A proof for the existance of God is that the source of natural law can only come from something above us and that natural law must be the voice of God within the soul. My question is why can’t the source of natural law be something material rather than immaterial? I’m not talking about something like an instinctive desire but something that has been inherited in each one of us to give a sense of obligation to do good rather than evil.
Your question is actually much closer to the reality of what Natural Law is. We can only speak of “the voice of God within the soul” at a theological level, not a strictly philosophical one, and certainly the first proponents of natural law (Aristotle and Cicero) did not believe in God as we think of him.
Natural Law is perfectly compatible with Catholic teaching, and why St. Thomas was able to “flesh it out” with a deeper theological understanding, but it is not primarily a religious view, and certainly not immediately a proof for God.
Natural Law, as you correctly guess, IS derived from our experiece of the natural, material world. We see that everything that exists seems to have a purpose, (what Aristotle called an “end” or “finality”), a natural trajectory of development that is tied up with what the thing is. Thus, because a tree is a certain way, it fulfills that way of being by growing from a seed into a full-fledged oak, for example.

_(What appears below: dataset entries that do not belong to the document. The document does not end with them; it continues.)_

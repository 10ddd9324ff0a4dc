//! Channel membership tracking.

use std::time::Instant;

/// One connection's membership in one channel.
#[derive(Debug, Clone)]
pub struct ChannelMember {
    /// Connection that joined.
    pub connection_id: u64,
    /// Channel name, `"{handle}:{id}"`.
    pub channel: String,
    /// When the connection joined.
    pub joined_at: Instant,
    /// Number of pushes queued to this member.
    pub pushes_sent: u64,
}

impl ChannelMember {
    /// Create a new membership.
    pub fn new(connection_id: u64, channel: impl Into<String>) -> Self {
        Self {
            connection_id,
            channel: channel.into(),
            joined_at: Instant::now(),
            pushes_sent: 0,
        }
    }

    /// Record a queued push.
    pub fn record_push(&mut self) {
        self.pushes_sent += 1;
    }
}
//! Protocol error types.

use thiserror::Error;

/// Protocol-level errors.
#[derive(Debug, Error)]
pub enum Error {
    /// Serialization failed.
    #[error("serialization error: {0}")]
    Serialization(String),

    /// Deserialization failed.
    #[error("deserialization error: {0}")]
    Deserialization(String),

    /// Protocol version mismatch.
    #[error("protocol version mismatch: expected {expected}, got {actual}")]
    VersionMismatch { expected: u32, actual: u32 },

    /// Invalid message format.
    #[error("invalid message: {0}")]
    InvalidMessage(String),

    /// Reading or writing a frame failed.
    #[error("io error: {0}")]
    Io(#[from] std::io::Error),
}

With humans, however, we can discover that a far “deeper” purpose seems to be at stake. Our fulfillment is not merely tied up in being a complete physical human being (like a full-grown tree), reproducing, surviving and taking in food, but we crave a spiritual, non-material happiness. Unlike trees and animals, we are intelligent, rational creatures; this is what makes us human, and so it is only by seeking to know, and contemplating Truth that we can be truly happy.
Natural Law derives its ethical structure from this finality that we have as humans. Right and wrong are measured against this “end,” and thus killing, cheating, adultery, etc. etc. (all the sins you can think of) are wrong because they go against our purpose and our nature. They lead us away from being full, complete humans. Becasue we are rational creatures, we can discern what is right and wrong based on this, and make the right choices.
To speak of a conscience placed in us by God is something we can say theologically, but not philosophically, even though the two are compatible. We know as Christians that God is the source of Natural Law, and he is also the source of all theological revelation and the source of our intelligence/rationality.
I don’t know if this makes sense, or even starts to answer your question. But you have to be careful in talking about Natural Law as “the voice of God” because Natural Law is a philosphical system, which uses reason alone, and not faith or religious beliefs. That is why the ethics we can discern with Natural law are the same for all people, everywhere, regardless of their religious beliefs or culture; they are discovered with human reason alone based on our experience.